_EXERCISE AIM_. Produce a verbatim copy of the entries listed below.

----- AVAILABLE RECORDS

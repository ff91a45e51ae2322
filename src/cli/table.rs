//! # ASCII Table Formatter
//!
//! Renders result tables as ASCII boxes, MySQL style.
//!
//! ## Output Format
//!
//! ```text
//! +----+-------+-----+
//! | id | name  | age |
//! +----+-------+-----+
//! |  1 | Alice |  30 |
//! |  2 | Bob   |  25 |
//! +----+-------+-----+
//! ```
//!
//! ## Column Width Calculation
//!
//! Column widths are the maximum of the header width and every cell width,
//! at least 1 and at most `MAX_COLUMN_WIDTH` characters. Widths count
//! characters, not bytes. Longer values are cut and end in `...`.
//!
//! ## Alignment
//!
//! Cells that parse as numbers are right-aligned; everything else,
//! including headers, is left-aligned.

use crate::config::MAX_COLUMN_WIDTH;
use crate::parsing::parse_number;
use crate::types::Row;
use std::fmt::Write;

pub struct TableFormatter {
    headers: Vec<String>,
    widths: Vec<usize>,
    rows: Vec<Vec<String>>,
}

impl TableFormatter {
    pub fn new(headers: Vec<String>, rows: &[Row]) -> Self {
        let mut widths: Vec<usize> = headers
            .iter()
            .map(|h| display_width(h).clamp(1, MAX_COLUMN_WIDTH))
            .collect();

        let cells: Vec<Vec<String>> = rows
            .iter()
            .map(|row| {
                row.values
                    .iter()
                    .enumerate()
                    .map(|(i, value)| {
                        if i < widths.len() {
                            widths[i] = widths[i].max(display_width(value)).min(MAX_COLUMN_WIDTH);
                        }
                        value.clone()
                    })
                    .collect()
            })
            .collect();

        Self {
            headers,
            widths,
            rows: cells,
        }
    }

    pub fn render(&self) -> String {
        let mut output = String::new();

        self.write_separator(&mut output);
        self.write_header_row(&mut output);
        self.write_separator(&mut output);

        for row in &self.rows {
            self.write_data_row(&mut output, row);
        }

        self.write_separator(&mut output);

        output
    }

    pub fn row_count(&self) -> usize {
        self.rows.len()
    }

    fn write_separator(&self, output: &mut String) {
        output.push('+');
        for width in &self.widths {
            for _ in 0..(*width + 2) {
                output.push('-');
            }
            output.push('+');
        }
        output.push('\n');
    }

    fn write_header_row(&self, output: &mut String) {
        output.push('|');
        for (i, header) in self.headers.iter().enumerate() {
            let width = self.widths.get(i).copied().unwrap_or(1);
            let _ = write!(output, " {:<width$} |", truncate(header, width), width = width);
        }
        output.push('\n');
    }

    fn write_data_row(&self, output: &mut String, row: &[String]) {
        output.push('|');
        for (i, value) in row.iter().enumerate() {
            let width = self.widths.get(i).copied().unwrap_or(1);
            let truncated = truncate(value, width);
            if parse_number(value).is_some() {
                let _ = write!(output, " {:>width$} |", truncated, width = width);
            } else {
                let _ = write!(output, " {:<width$} |", truncated, width = width);
            }
        }
        output.push('\n');
    }
}

fn display_width(s: &str) -> usize {
    s.chars().count()
}

fn truncate(s: &str, max_len: usize) -> String {
    if display_width(s) <= max_len {
        s.to_string()
    } else if max_len <= 3 {
        s.chars().take(max_len).collect()
    } else {
        let mut result: String = s.chars().take(max_len - 3).collect();
        result.push_str("...");
        result
    }
}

----------

_ANSWER SPACE_.
repository ff91a45e51ae2322
filename src/cli/table.rs
//! # ASCII Table Formatter
//!
//! Renders result tables as ASCII boxes, MySQL style.
//!
//! ## Output Format
//!
//! ```text
//! +----+-------+-----+
//! | id | name  | age |
//! +----+-------+-----+
//! |  1 | Alice |  30 |
//! |  2 | Bob   |  25 |
//! +----+-------+-----+
//! ```
//!
//! ## Column Width Calculation
//!
//! Column widths are the maximum of the header width and every cell width,
//! at least 1 and at most `MAX_COLUMN_WIDTH` characters. Widths count
//! characters, not bytes. Longer values are cut and end in `...`.
//!
//! ## Alignment
//!
//! Cells that parse as numbers are right-aligned; everything else,
//! including headers, is left-aligned.

use crate::config::MAX_COLUMN_WIDTH;
use crate::parsing::parse_number;
use crate::types::Row;
use std::fmt::Write;

pub struct TableFormatter {
    headers: Vec<String>,
    widths: Vec<usize>,
    rows: Vec<Vec<String>>,
}

impl TableFormatter {
    pub fn new(headers: Vec<String>, rows: &[Row]) -> Self {
        let mut widths: Vec<usize> = headers
            .iter()
            .map(|h| display_width(h).clamp(1, MAX_COLUMN_WIDTH))
            .collect();

        let cells: Vec<Vec<String>> = rows
            .iter()
            .map(|row| {
                row.values
                    .iter()
                    .enumerate()
                    .map(|(i, value)| {
                        if i < widths.len() {
                            widths[i] = widths[i].max(display_width(value)).min(MAX_COLUMN_WIDTH);
                        }
                        value.clone()
                    })
                    .collect()
            })
            .collect();

        Self {
            headers,
            widths,
            rows: cells,
        }
    }

    pub fn render(&self) -> String {
        let mut output = String::new();

        self.write_separator(&mut output);
        self.write_header_row(&mut output);
        self.write_separator(&mut output);

        for row in &self.rows {
            self.write_data_row(&mut output, row);
        }

        self.write_separator(&mut output);

        output
    }

    pub fn row_count(&self) -> usize {
        self.rows.len()
    }

    fn write_separator(&self, output: &mut String) {
        output.push('+');
        for width in &self.widths {
            for _ in 0..(*width + 2) {
                output.push('-');
            }
            output.push('+');
        }
        output.push('\n');
    }

    fn write_header_row(&self, output: &mut String) {
        output.push('|');
        for (i, header) in self.headers.iter().enumerate() {
            let width = self.widths.get(i).copied().unwrap_or(1);
            let _ = write!(output, " {:<width$} |", truncate(header, width), width = width);
        }
        output.push('\n');
    }

    fn write_data_row(&self, output: &mut String, row: &[String]) {
        output.push('|');
        for (i, value) in row.iter().enumerate() {
            let width = self.widths.get(i).copied().unwrap_or(1);
            let truncated = truncate(value, width);
            if parse_number(value).is_some() {
                let _ = write!(output, " {:>width$} |", truncated, width = width);
            } else {
                let _ = write!(output, " {:<width$} |", truncated, width = width);
            }
        }
        output.push('\n');
    }
}

fn display_width(s: &str) -> usize {
    s.chars().count()
}

fn truncate(s: &str, max_len: usize) -> String {
    if display_width(s) <= max_len {
        s.to_string()
    } else if max_len <= 3 {
        s.chars().take(max_len).collect()
    } else {
        let mut result: String = s.chars().take(max_len - 3).collect();
        result.push_str("...");
        result
    }
}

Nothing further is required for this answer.